Integrative clustering of multi-level omics data for disease subtype discovery using sequential double regularization.

Abstract

With the rapid advances in technologies of microarray and massively parallel sequencing, data of multiple omics sources from a large patient cohort are now frequently seen in many consortium studies. Effective multi-level omics data integration has brought new statistical challenges. One important biological objective of such integrative analysis is to cluster patients in order to identify clinically relevant disease subtypes, which will form basis for tailored treatment and personalized medicine.

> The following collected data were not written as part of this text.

// RepoGraph CLI - ingest repositories and query the stored graph
use anyhow::Result;
use clap::{Parser, Subcommand};
use std::path::PathBuf;

// Macro for conditional printing based on quiet flag
macro_rules! qprintln {
    ($quiet:expr, $($arg:tt)*) => {
        if !$quiet {
            println!($($arg)*);
        }
    };
}

use repograph::analysis::project_key_for;
use repograph::{
    init_logging_with_level, start_server, with_trace_id, AppConfig, AppState, CommitFilter,
    EntryKind, IngestionPipeline, NodeFilter, RepoCoordinates, SonarQubeAnalyzer, StaticAnalyzer,
    StoreHandles,
};

#[derive(Parser)]
#[command(name = "repograph")]
#[command(about = "Ingest git repositories into a containment graph and commit store", long_about = None)]
#[command(version)]
struct Cli {
    /// Enable verbose logging (DEBUG level)
    #[arg(short, long, global = true, conflicts_with = "quiet")]
    verbose: bool,

    /// Only log errors and suppress progress output
    #[arg(short, long, global = true, conflicts_with = "verbose")]
    quiet: bool,

    /// Path to a TOML configuration file
    #[arg(short, long, global = true, env = "REPOGRAPH_CONFIG")]
    config: Option<PathBuf>,

    #[command(subcommand)]
    command: Commands,
}

#[derive(Subcommand)]
enum Commands {
    /// Start HTTP REST API server
    Serve {
        /// Port to listen on; defaults to server.port from configuration
        #[arg(short, long)]
        port: Option<u16>,
    },

    /// Ingest one repository: clone or update, store commits, sync the tree graph
    Ingest {
        /// GitHub repository URL
        url: String,
        /// Working copy location; defaults to <workspace>/<owner>/<repo>
        #[arg(short, long)]
        dest: Option<PathBuf>,
    },

    /// List stored commits matching every given field
    QueryCommits {
        #[arg(long)]
        author: Option<String>,
        #[arg(long)]
        date: Option<String>,
        #[arg(long)]
        hash: Option<String>,
    },

    /// List stored graph nodes matching every given field
    QueryNodes {
        #[arg(long)]
        name: Option<String>,
        #[arg(long)]
        path: Option<String>,
        /// file or directory
        #[arg(long = "type")]
        kind: Option<EntryKind>,
        #[arg(long)]
        size: Option<u64>,
        #[arg(long)]
        sha: Option<String>,
    },

    /// Run SonarQube analysis on a repository's working copy
    Analyze {
        /// GitHub repository URL
        url: String,
    },
}

#[tokio::main]
async fn main() -> Result<()> {
    let cli = Cli::parse();

    let _ = init_logging_with_level(cli.verbose, cli.quiet);
    let quiet = cli.quiet;

    let config = AppConfig::load(cli.config.as_deref())?;
    let stores = StoreHandles::connect(&config.storage).await?;

    let result = with_trace_id("repograph-cli", run(cli.command, config, stores.clone(), quiet)).await;
    stores.close().await;
    result
}

async fn run(command: Commands, config: AppConfig, stores: StoreHandles, quiet: bool) -> Result<()> {
    match command {
        Commands::Serve { port } => {
            let port = port.unwrap_or(config.server.port);
            qprintln!(quiet, "Starting RepoGraph HTTP server on port {port}");
            qprintln!(quiet, "API endpoints:");
            qprintln!(quiet, "   POST /api/fetch-repo      - Ingest a repository");
            qprintln!(quiet, "   POST /api/analyze         - Run static analysis");
            qprintln!(quiet, "   POST /api/query-commits   - Query stored commits");
            qprintln!(quiet, "   POST /api/query-metadata  - Query graph nodes");
            qprintln!(quiet, "   GET  /health              - Health check");
            qprintln!(quiet, "   GET  /stats               - Ingestion counters");

            let state = AppState::from_config(config, stores)?;
            start_server(state, port).await?;
        }

        Commands::Ingest { url, dest } => {
            let dest = match dest {
                Some(dest) => dest,
                None => config.destination_for(&RepoCoordinates::from_github_url(&url)?),
            };
            let pipeline = IngestionPipeline::from_config(&config, &stores)?;
            let result = pipeline.run(&url, &dest).await;

            qprintln!(quiet, "{}", serde_json::to_string_pretty(&result)?);
            if let Some(err) = result.fatal_error() {
                anyhow::bail!("{} stage failed: {}", err.stage().as_str(), err);
            }
            qprintln!(quiet, "{}", result.summary());
        }

        Commands::QueryCommits { author, date, hash } => {
            let filter = CommitFilter { author, date, hash };
            let commits = stores.commits.find(&filter).await?;
            println!("{}", serde_json::to_string_pretty(&commits)?);
        }

        Commands::QueryNodes {
            name,
            path,
            kind,
            size,
            sha,
        } => {
            let filter = NodeFilter {
                name,
                path,
                kind,
                size,
                content_hash: sha,
            };
            let nodes = stores.graph.find_nodes(&filter).await?;
            println!("{}", serde_json::to_string_pretty(&nodes)?);
        }

        Commands::Analyze { url } => {
            let coords = RepoCoordinates::from_github_url(&url)?;
            let dest = config.destination_for(&coords);
            let analyzer = SonarQubeAnalyzer::new(config.analysis.clone())?;
            let pipeline = IngestionPipeline::from_config(&config, &stores)?;

            let (_outcome, _guard) = pipeline.acquire_locked(&url, &dest).await?;
            let issues = analyzer.analyze(&dest, &project_key_for(&coords.repo)).await?;
            println!("{}", serde_json::to_string_pretty(&issues)?);
        }
    }

    Ok(())
}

Several methods have been proposed in the literature for this purpose, including the popular iCluster method used in many cancer applications. When clustering high-dimensional omics data, effective feature selection is critical for better clustering accuracy and biological interpretation. It is also common that a portion of "scattered samples" has patterns distinct from all major clusters and should not be assigned into any cluster as they may represent a rare disease subcategory or be in transition between disease subtypes. In this paper, we firstly propose to improve feature selection of the iCluster factor model by an overlapping sparse group lasso penalty on the omics features using prior knowledge of inter-omics regulatory flows. We then perform regularization over samples to allow clustering with scattered samples and generate tight clusters. The proposed group structured tight iCluster method will be evaluated by two real breast cancer examples and simulations to demonstrate its improved clustering accuracy, biological interpretation, and ability to generate coherent tight clusters.